(Saved entries)
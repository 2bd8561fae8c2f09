//! Patient dossier types and the operation inputs derived from them.

use std::fmt;

use serde::{Deserialize, Serialize};

use vaidya_contracts::operation::{
    IdentifyInteractionsInput, PredictProgressionInput, SuggestTreatmentInput,
};

#[derive(Debug, Clone, Copy, PartialEq, Eq, Serialize, Deserialize)]
pub enum Gender {
    Male,
    Female,
    Other,
}

impl fmt::Display for Gender {
    fn fmt(&self, f: &mut fmt::Formatter<'_>) -> fmt::Result {
        let s = match self {
            Gender::Male => "Male",
            Gender::Female => "Female",
            Gender::Other => "Other",
        };
        f.write_str(s)
    }
}

/// Ayurvedic constitutional category.
#[derive(Debug, Clone, Copy, PartialEq, Eq, Serialize, Deserialize)]
pub enum Dosha {
    Vata,
    Pitta,
    Kapha,
}

impl fmt::Display for Dosha {
    fn fmt(&self, f: &mut fmt::Formatter<'_>) -> fmt::Result {
        let s = match self {
            Dosha::Vata => "Vata",
            Dosha::Pitta => "Pitta",
            Dosha::Kapha => "Kapha",
        };
        f.write_str(s)
    }
}

#[derive(Debug, Clone, PartialEq, Eq, Serialize, Deserialize)]
#[serde(rename_all = "camelCase")]
pub struct Medication {
    pub id: String,
    pub name: String,
    pub dosage: String,
}

#[derive(Debug, Clone, PartialEq, Eq, Serialize, Deserialize)]
#[serde(rename_all = "camelCase")]
pub struct Herb {
    pub id: String,
    pub name: String,
    pub form: String,
}

#[derive(Debug, Clone, PartialEq, Eq, Serialize, Deserialize)]
#[serde(rename_all = "camelCase")]
pub struct AllopathicRecord {
    pub id: String,
    pub condition: String,
    /// ISO date, e.g. "2022-01-15".
    pub diagnosis_date: String,
    pub medications: Vec<Medication>,
    pub notes: String,
}

#[derive(Debug, Clone, PartialEq, Eq, Serialize, Deserialize)]
#[serde(rename_all = "camelCase")]
pub struct AyushRecord {
    pub id: String,
    pub dosha: Dosha,
    pub diagnosis: String,
    pub treatment: String,
    pub herbs: Vec<Herb>,
    pub notes: String,
}

/// A patient dossier combining allopathic and AYUSH records.
#[derive(Debug, Clone, PartialEq, Eq, Serialize, Deserialize)]
#[serde(rename_all = "camelCase")]
pub struct Patient {
    pub id: String,
    pub name: String,
    pub age: u32,
    pub gender: Gender,
    pub blood_type: String,
    pub contact: String,
    pub address: String,
    pub allopathic_records: Vec<AllopathicRecord>,
    pub ayush_records: Vec<AyushRecord>,
}

impl Patient {
    /// One `condition: notes` line per allopathic record.
    pub fn allopathic_summary(&self) -> String {
        self.allopathic_records
            .iter()
            .map(|r| format!("{}: {}", r.condition, r.notes))
            .collect::<Vec<_>>()
            .join("\n")
    }

    /// One `diagnosis: notes` line per AYUSH record.
    pub fn ayush_summary(&self) -> String {
        self.ayush_records
            .iter()
            .map(|r| format!("{}: {}", r.diagnosis, r.notes))
            .collect::<Vec<_>>()
            .join("\n")
    }

    /// Every allopathic medication name, comma separated.
    pub fn allopathic_medications(&self) -> String {
        self.allopathic_records
            .iter()
            .flat_map(|r| r.medications.iter().map(|m| m.name.as_str()))
            .collect::<Vec<_>>()
            .join(", ")
    }

    /// Every AYUSH herb name, comma separated.
    pub fn ayush_herbs(&self) -> String {
        self.ayush_records
            .iter()
            .flat_map(|r| r.herbs.iter().map(|h| h.name.as_str()))
            .collect::<Vec<_>>()
            .join(", ")
    }

    pub fn details(&self) -> String {
        format!(
            "Age: {}, Gender: {}, Blood Type: {}",
            self.age, self.gender, self.blood_type
        )
    }

    pub fn suggest_treatment_input(&self) -> SuggestTreatmentInput {
        SuggestTreatmentInput {
            allopathic_record: self.allopathic_summary(),
            ayush_record: self.ayush_summary(),
        }
    }

    pub fn predict_progression_input(&self) -> PredictProgressionInput {
        PredictProgressionInput {
            allopathic_data: self.allopathic_summary(),
            ayush_data: self.ayush_summary(),
        }
    }

    pub fn identify_interactions_input(&self) -> IdentifyInteractionsInput {
        IdentifyInteractionsInput {
            ayush_medications: self.ayush_herbs(),
            allopathic_medications: self.allopathic_medications(),
            patient_details: self.details(),
        }
    }
}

*WORK REQUIRED*. In this exercise, reproduce each line above exactly.

*PROBLEM SOLUTION*.
repository 2bd8561fae8c2f09
//! Patient dossier types and the operation inputs derived from them.

use std::fmt;

use serde::{Deserialize, Serialize};

use vaidya_contracts::operation::{
    IdentifyInteractionsInput, PredictProgressionInput, SuggestTreatmentInput,
};

#[derive(Debug, Clone, Copy, PartialEq, Eq, Serialize, Deserialize)]
pub enum Gender {
    Male,
    Female,
    Other,
}

impl fmt::Display for Gender {
    fn fmt(&self, f: &mut fmt::Formatter<'_>) -> fmt::Result {
        let s = match self {
            Gender::Male => "Male",
            Gender::Female => "Female",
            Gender::Other => "Other",
        };
        f.write_str(s)
    }
}

/// Ayurvedic constitutional category.
#[derive(Debug, Clone, Copy, PartialEq, Eq, Serialize, Deserialize)]
pub enum Dosha {
    Vata,
    Pitta,
    Kapha,
}

impl fmt::Display for Dosha {
    fn fmt(&self, f: &mut fmt::Formatter<'_>) -> fmt::Result {
        let s = match self {
            Dosha::Vata => "Vata",
            Dosha::Pitta => "Pitta",
            Dosha::Kapha => "Kapha",
        };
        f.write_str(s)
    }
}

#[derive(Debug, Clone, PartialEq, Eq, Serialize, Deserialize)]
#[serde(rename_all = "camelCase")]
pub struct Medication {
    pub id: String,
    pub name: String,
    pub dosage: String,
}

#[derive(Debug, Clone, PartialEq, Eq, Serialize, Deserialize)]
#[serde(rename_all = "camelCase")]
pub struct Herb {
    pub id: String,
    pub name: String,
    pub form: String,
}

#[derive(Debug, Clone, PartialEq, Eq, Serialize, Deserialize)]
#[serde(rename_all = "camelCase")]
pub struct AllopathicRecord {
    pub id: String,
    pub condition: String,
    /// ISO date, e.g. "2022-01-15".
    pub diagnosis_date: String,
    pub medications: Vec<Medication>,
    pub notes: String,
}

#[derive(Debug, Clone, PartialEq, Eq, Serialize, Deserialize)]
#[serde(rename_all = "camelCase")]
pub struct AyushRecord {
    pub id: String,
    pub dosha: Dosha,
    pub diagnosis: String,
    pub treatment: String,
    pub herbs: Vec<Herb>,
    pub notes: String,
}

/// A patient dossier combining allopathic and AYUSH records.
#[derive(Debug, Clone, PartialEq, Eq, Serialize, Deserialize)]
#[serde(rename_all = "camelCase")]
pub struct Patient {
    pub id: String,
    pub name: String,
    pub age: u32,
    pub gender: Gender,
    pub blood_type: String,
    pub contact: String,
    pub address: String,
    pub allopathic_records: Vec<AllopathicRecord>,
    pub ayush_records: Vec<AyushRecord>,
}

impl Patient {
    /// One `condition: notes` line per allopathic record.
    pub fn allopathic_summary(&self) -> String {
        self.allopathic_records
            .iter()
            .map(|r| format!("{}: {}", r.condition, r.notes))
            .collect::<Vec<_>>()
            .join("\n")
    }

    /// One `diagnosis: notes` line per AYUSH record.
    pub fn ayush_summary(&self) -> String {
        self.ayush_records
            .iter()
            .map(|r| format!("{}: {}", r.diagnosis, r.notes))
            .collect::<Vec<_>>()
            .join("\n")
    }

    /// Every allopathic medication name, comma separated.
    pub fn allopathic_medications(&self) -> String {
        self.allopathic_records
            .iter()
            .flat_map(|r| r.medications.iter().map(|m| m.name.as_str()))
            .collect::<Vec<_>>()
            .join(", ")
    }

    /// Every AYUSH herb name, comma separated.
    pub fn ayush_herbs(&self) -> String {
        self.ayush_records
            .iter()
            .flat_map(|r| r.herbs.iter().map(|h| h.name.as_str()))
            .collect::<Vec<_>>()
            .join(", ")
    }

    pub fn details(&self) -> String {
        format!(
            "Age: {}, Gender: {}, Blood Type: {}",
            self.age, self.gender, self.blood_type
        )
    }

    pub fn suggest_treatment_input(&self) -> SuggestTreatmentInput {
        SuggestTreatmentInput {
            allopathic_record: self.allopathic_summary(),
            ayush_record: self.ayush_summary(),
        }
    }

    pub fn predict_progression_input(&self) -> PredictProgressionInput {
        PredictProgressionInput {
            allopathic_data: self.allopathic_summary(),
            ayush_data: self.ayush_summary(),
        }
    }

    pub fn identify_interactions_input(&self) -> IdentifyInteractionsInput {
        IdentifyInteractionsInput {
            ayush_medications: self.ayush_herbs(),
            allopathic_medications: self.allopathic_medications(),
            patient_details: self.details(),
        }
    }
}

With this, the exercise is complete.